30 May 2005 in Dance & Drama, Highland

Pitlochry Festival Theatre, May 2005

IN HIS programme note, director Richard Baron points out the similarities between A Man for all Seasons by Robert Bolt and The Crucible by Arthur Miller. Even though both are historical plays – Bolt writing about Sir Thomas More in the early 16th century; Miller writing about the 17th century witch trials in Salem, Massachusetts – they tell us a lot about the political atmosphere of the 1950s when they were written.

Both are about figures steadfastly sticking to their beliefs and refusing to name names in face of tremendous political pressure: the same kind of pressure that Senator Joe McCarthy and the House Un-American Activities Committee brought to bear on suspected left-wing sympathisers.

It’s an interesting insight, but you don’t have to go back to 50s America to make sense of Bolt’s play. For, in its portrayal of the machinations of power, its debate about personal morality and public presentation and its discussion about whether ethics should give way to pragmatism, it is very much a play for today.

On its opening day, Tony Blair was in the news for publishing his legal advice on the Iraq war. The question about whether the prime minister used the advice selectively to justify a predetermined goal is exactly the same as the one about whether Henry VIII used the Bible selectively to justify over-ruling the Pope and getting a divorce. Thomas More’s absolutism in his refusal to condone the king’s actions contrasts with the easy compromises made by the rest of the ruling class.

Meanwhile, Thomas Cromwell looks like a symbol of today’s judgemental society. Like a one-man tabloid newspaper, he’s forever picking up scraps of information about his potential enemies on the off-chance he might one day use it against them.
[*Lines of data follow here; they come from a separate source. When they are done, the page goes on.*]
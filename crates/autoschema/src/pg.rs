//! Postgres backend: introspection through `information_schema` and the
//! system catalogs, DDL through plain statements.
//!
//! All queries run through a pooled connection and are logged via
//! `tracing::debug_span!`, so a reconciliation pass can be followed
//! statement by statement at debug level.

use crate::backend::SchemaBackend;
use crate::error::Error;
use crate::Result;
use autoschema_model::{
    ColumnType, FieldConstraints, FieldSpec, IndexSpec, LiveColumn, LiveIndex, TableSnapshot,
    TableSpec, quote_ident,
};
use std::collections::BTreeSet;
use tokio_postgres::types::ToSql;
use tracing::Instrument;

/// Schema backend over a deadpool-managed Postgres pool.
#[derive(Clone)]
pub struct PgBackend {
    pool: deadpool_postgres::Pool,
}

impl PgBackend {
    /// Wrap an existing pool.
    pub fn new(pool: deadpool_postgres::Pool) -> Self {
        Self { pool }
    }

    /// Build a pool from a connection URL.
    pub fn connect(url: &str) -> Result<Self> {
        let mut cfg = deadpool_postgres::Config::new();
        cfg.url = Some(url.to_string());
        let pool = cfg
            .create_pool(
                Some(deadpool_postgres::Runtime::Tokio1),
                tokio_postgres::NoTls,
            )
            .map_err(|e| Error::ConnectionUnavailable(e.to_string()))?;
        Ok(Self { pool })
    }

    async fn conn(&self) -> Result<deadpool_postgres::Object> {
        self.pool
            .get()
            .await
            .map_err(|e| Error::ConnectionUnavailable(e.to_string()))
    }

    async fn execute(&self, sql: &str) -> Result<u64> {
        let conn = self.conn().await?;
        let span = tracing::debug_span!("db.execute", sql = %sql);
        Ok(conn.execute(sql, &[]).instrument(span).await?)
    }

    async fn query(
        &self,
        sql: &str,
        params: &[&(dyn ToSql + Sync)],
    ) -> Result<Vec<tokio_postgres::Row>> {
        let conn = self.conn().await?;
        let span = tracing::debug_span!("db.query", sql = %sql, params = params.len());
        Ok(conn.query(sql, params).instrument(span).await?)
    }
}

impl SchemaBackend for PgBackend {
    async fn list_tables(&self) -> Result<BTreeSet<String>> {
        let rows = self
            .query(
                "SELECT table_name::text FROM information_schema.tables \
                 WHERE table_schema = 'public' AND table_type = 'BASE TABLE'",
                &[],
            )
            .await?;
        Ok(rows.iter().map(|r| r.get(0)).collect())
    }

    async fn table_snapshot(&self, table: &str) -> Result<Option<TableSnapshot>> {
        let column_rows = self
            .query(
                "SELECT column_name::text, data_type::text, character_maximum_length, \
                        numeric_precision, numeric_scale, is_nullable::text, column_default::text \
                 FROM information_schema.columns \
                 WHERE table_schema = 'public' AND table_name = $1 \
                 ORDER BY ordinal_position",
                &[&table],
            )
            .await?;
        if column_rows.is_empty() {
            return Ok(None);
        }

        let mut snapshot = TableSnapshot::default();
        for row in &column_rows {
            let name: String = row.get(0);
            let data_type: String = row.get(1);
            let char_len: Option<i32> = row.get(2);
            let num_precision: Option<i32> = row.get(3);
            let num_scale: Option<i32> = row.get(4);
            let is_nullable: String = row.get(5);
            let default: Option<String> = row.get(6);

            snapshot.columns.insert(
                name,
                live_column(
                    &data_type,
                    char_len,
                    num_precision,
                    num_scale,
                    is_nullable == "YES",
                    default,
                ),
            );
        }

        let index_rows = self
            .query(
                "SELECT i.relname::text AS index_name, ix.indisunique, a.attname::text \
                 FROM pg_class t \
                 JOIN pg_namespace n ON n.oid = t.relnamespace \
                 JOIN pg_index ix ON t.oid = ix.indrelid \
                 JOIN pg_class i ON i.oid = ix.indexrelid \
                 JOIN LATERAL unnest(ix.indkey) WITH ORDINALITY AS ord(attnum, ordinality) ON true \
                 JOIN pg_attribute a ON a.attrelid = t.oid AND a.attnum = ord.attnum \
                 WHERE n.nspname = 'public' AND t.relname = $1 AND NOT ix.indisprimary \
                 ORDER BY index_name, ord.ordinality",
                &[&table],
            )
            .await?;
        for row in &index_rows {
            let name: String = row.get(0);
            let unique: bool = row.get(1);
            let column: String = row.get(2);
            snapshot
                .indexes
                .entry(name)
                .or_insert_with(|| LiveIndex {
                    columns: Vec::new(),
                    unique,
                })
                .columns
                .push(column);
        }

        Ok(Some(snapshot))
    }

    async fn create_table(&self, spec: &TableSpec) -> Result<()> {
        self.execute(&create_table_sql(spec)).await?;
        Ok(())
    }

    async fn drop_table(&self, table: &str) -> Result<()> {
        self.execute(&format!("DROP TABLE {};", quote_ident(table)))
            .await?;
        Ok(())
    }

    async fn add_column(&self, table: &str, field: &FieldSpec) -> Result<()> {
        self.execute(&add_column_sql(table, field)).await?;
        Ok(())
    }

    async fn remove_column(&self, table: &str, column: &str) -> Result<()> {
        self.execute(&format!(
            "ALTER TABLE {} DROP COLUMN {};",
            quote_ident(table),
            quote_ident(column)
        ))
        .await?;
        Ok(())
    }

    async fn change_column(
        &self,
        table: &str,
        column: &str,
        ty: &ColumnType,
        constraints: &FieldConstraints,
    ) -> Result<()> {
        for sql in change_column_sql(table, column, ty, constraints) {
            self.execute(&sql).await?;
        }
        Ok(())
    }

    async fn add_index(&self, table: &str, index: &IndexSpec) -> Result<()> {
        self.execute(&add_index_sql(table, index)).await?;
        Ok(())
    }

    async fn remove_index(&self, _table: &str, name: &str) -> Result<()> {
        self.execute(&format!("DROP INDEX {};", quote_ident(name)))
            .await?;
        Ok(())
    }
}

/// Map one `information_schema.columns` row to a [`LiveColumn`].
///
/// Only `numeric` columns report precision/scale: integer columns also
/// carry a `numeric_precision` in the catalog, but treating it as a
/// declared constraint would diff forever against declarations that never
/// set one.
fn live_column(
    data_type: &str,
    char_len: Option<i32>,
    num_precision: Option<i32>,
    num_scale: Option<i32>,
    null: bool,
    default: Option<String>,
) -> LiveColumn {
    let ty = data_type_to_column_type(data_type);

    let (limit, precision, scale) = match ty {
        Some(ColumnType::String) => (char_len.map(|v| v as u32), None, None),
        Some(ColumnType::Decimal) => {
            let precision = num_precision.map(|v| v as u32);
            (precision, precision, num_scale.map(|v| v as u32))
        }
        _ => (None, None, None),
    };

    let constraints = FieldConstraints {
        limit,
        precision,
        scale,
        null: Some(null),
        default: None,
    };
    let sql_type = ty
        .as_ref()
        .map(|t| t.sql_type(&constraints))
        .unwrap_or_else(|| data_type.to_lowercase());

    LiveColumn {
        sql_type: Some(sql_type),
        ty,
        limit,
        precision,
        scale,
        null,
        default: default.map(normalize_default),
    }
}

/// Only the exact canonical forms of the declared types map to a logical
/// type. Near-misses (`timestamp without time zone`, `real`) stay unmapped
/// so the diff compares their raw `data_type` string and surfaces the
/// drift instead of masking it behind the re-rendered canonical form.
fn data_type_to_column_type(data_type: &str) -> Option<ColumnType> {
    match data_type {
        "character varying" => Some(ColumnType::String),
        "text" => Some(ColumnType::Text),
        "integer" => Some(ColumnType::Integer),
        "bigint" => Some(ColumnType::BigInt),
        "double precision" => Some(ColumnType::Float),
        "numeric" => Some(ColumnType::Decimal),
        "boolean" => Some(ColumnType::Boolean),
        "date" => Some(ColumnType::Date),
        "timestamp with time zone" => Some(ColumnType::DateTime),
        "bytea" => Some(ColumnType::Binary),
        _ => None,
    }
}

/// Postgres re-renders stored defaults with a cast suffix
/// (`'draft'::character varying`); strip it so defaults compare against
/// the declared expression. Suffixes that are part of a larger expression
/// (e.g. `nextval('...'::regclass)`) are left alone.
fn normalize_default(default: String) -> String {
    if let Some(pos) = default.rfind("::") {
        let suffix = &default[pos + 2..];
        if !suffix.is_empty()
            && suffix
                .chars()
                .all(|c| c.is_ascii_alphanumeric() || c == ' ' || c == '_')
        {
            return default[..pos].to_string();
        }
    }
    default
}

/// Render `CREATE TABLE`. The primary key column becomes a `bigserial`;
/// join tables (no primary key) get only their declared columns.
pub fn create_table_sql(spec: &TableSpec) -> String {
    let mut parts: Vec<String> = Vec::new();
    for field in spec.fields.values() {
        if spec.is_primary_key(&field.name) {
            parts.push(format!(
                "    {} bigserial PRIMARY KEY",
                quote_ident(&field.name)
            ));
        } else {
            parts.push(format!("    {}", column_sql(field)));
        }
    }
    format!(
        "CREATE TABLE {} (\n{}\n);",
        quote_ident(&spec.table_name),
        parts.join(",\n")
    )
}

fn column_sql(field: &FieldSpec) -> String {
    let mut sql = format!("{} {}", quote_ident(&field.name), field.sql_type());
    // NOT NULL and DEFAULT only when explicitly declared.
    if field.constraints.null == Some(false) {
        sql.push_str(" NOT NULL");
    }
    if let Some(default) = &field.constraints.default {
        sql.push_str(&format!(" DEFAULT {}", default));
    }
    sql
}

pub fn add_column_sql(table: &str, field: &FieldSpec) -> String {
    format!(
        "ALTER TABLE {} ADD COLUMN {};",
        quote_ident(table),
        column_sql(field)
    )
}

/// The statements rebuilding a column: type (with a cast), nullability,
/// default. Issued individually, like every other operation.
pub fn change_column_sql(
    table: &str,
    column: &str,
    ty: &ColumnType,
    constraints: &FieldConstraints,
) -> Vec<String> {
    let table = quote_ident(table);
    let column = quote_ident(column);
    let sql_type = ty.sql_type(constraints);

    let mut stmts = vec![format!(
        "ALTER TABLE {table} ALTER COLUMN {column} TYPE {sql_type} USING {column}::{sql_type};"
    )];

    if constraints.effective_null() {
        stmts.push(format!(
            "ALTER TABLE {table} ALTER COLUMN {column} DROP NOT NULL;"
        ));
    } else {
        stmts.push(format!(
            "ALTER TABLE {table} ALTER COLUMN {column} SET NOT NULL;"
        ));
    }

    match &constraints.default {
        Some(default) => stmts.push(format!(
            "ALTER TABLE {table} ALTER COLUMN {column} SET DEFAULT {default};"
        )),
        None => stmts.push(format!(
            "ALTER TABLE {table} ALTER COLUMN {column} DROP DEFAULT;"
        )),
    }

    stmts
}

pub fn add_index_sql(table: &str, index: &IndexSpec) -> String {
    let unique = if index.unique { "UNIQUE " } else { "" };
    let columns: Vec<String> = index.columns.iter().map(|c| quote_ident(c)).collect();
    format!(
        "CREATE {}INDEX {} ON {} ({});",
        unique,
        quote_ident(&index.name),
        quote_ident(table),
        columns.join(", ")
    )
}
It creates a very familiar atmosphere of censoriousness, a herd mentality governed by fear.

These debates firing through the play help offset its staginess, although the period costumes on Edward Lipscomb’s conventional set do nothing to counter its old-fashioned air. It’s generally a lively production, however, and Richard Baron tunes in well to Bolt’s sense of humour, both in the narrator figure of the Common Man, played by a chirpy Dennis Conlon, and in More himself.

There’s nothing austere about Dougal Lee’s powerful central performance which is funny and likeable without diminishing the subtle intellectual arguments that are the meat of Bolt’s play. Not only is he a man for all seasons, he’s a pretty sturdy man for the Pitlochry summer season ahead.